Saved entries:
────

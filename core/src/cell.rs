use serde::{Deserialize, Serialize};

use crate::*;

/// Solution sentinel of a square outside the fillable area.
pub const BLOCKED: char = '.';

/// One grid square.
#[derive(Clone, Debug, PartialEq, Serialize, Deserialize)]
pub struct Cell {
    pub solution: char,
    pub row: Coord,
    pub col: Coord,
    pub grid_number: Option<u32>,
    pub across_clue_index: Option<ClueIndex>,
    pub down_clue_index: Option<ClueIndex>,
    pub entry: Option<char>,
    /// Last letter written here; survives a clear.
    pub old_entry: Option<char>,
}

impl Cell {
    pub const fn is_blocked(&self) -> bool {
        self.solution == BLOCKED
    }

    pub const fn is_filled(&self) -> bool {
        self.entry.is_some()
    }

    pub const fn coords(&self) -> Coord2 {
        (self.row, self.col)
    }

    pub fn is_correct(&self) -> bool {
        self.entry == Some(self.solution)
    }

    /// Clue this cell belongs to in `direction`, falling back to the other
    /// direction when the cell only takes part in one clue.
    pub fn clue_index(&self, direction: Direction) -> Option<ClueIndex> {
        match direction {
            Direction::Across => self.across_clue_index.or(self.down_clue_index),
            Direction::Down => self.down_clue_index.or(self.across_clue_index),
        }
    }

    pub fn belongs_to(&self, clue_index: ClueIndex) -> bool {
        self.across_clue_index == Some(clue_index) || self.down_clue_index == Some(clue_index)
    }

    /// Writes `entry`; a present letter is also remembered as `old_entry`.
    pub(crate) fn set_entry(&mut self, entry: Option<char>) -> EntryOutcome {
        let before = (self.entry, self.old_entry);

        self.entry = entry;
        if entry.is_some() {
            self.old_entry = entry;
        }

        if before == (self.entry, self.old_entry) {
            EntryOutcome::NoChange
        } else {
            EntryOutcome::Changed
        }
    }
}

#[derive(Copy, Clone, Debug, PartialEq)]
pub enum EntryOutcome {
    NoChange,
    Changed,
}

impl EntryOutcome {
    pub const fn has_update(self) -> bool {
        match self {
            Self::NoChange => false,
            Self::Changed => true,
        }
    }
}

────

Whenever "const" occurs in a line above, copy that line.

WRITTEN RESPONSE =
pub const BLOCKED: char = '.';
    pub const fn is_blocked(&self) -> bool {
    pub const fn is_filled(&self) -> bool {
    pub const fn coords(&self) -> Coord2 {
    pub const fn has_update(self) -> bool {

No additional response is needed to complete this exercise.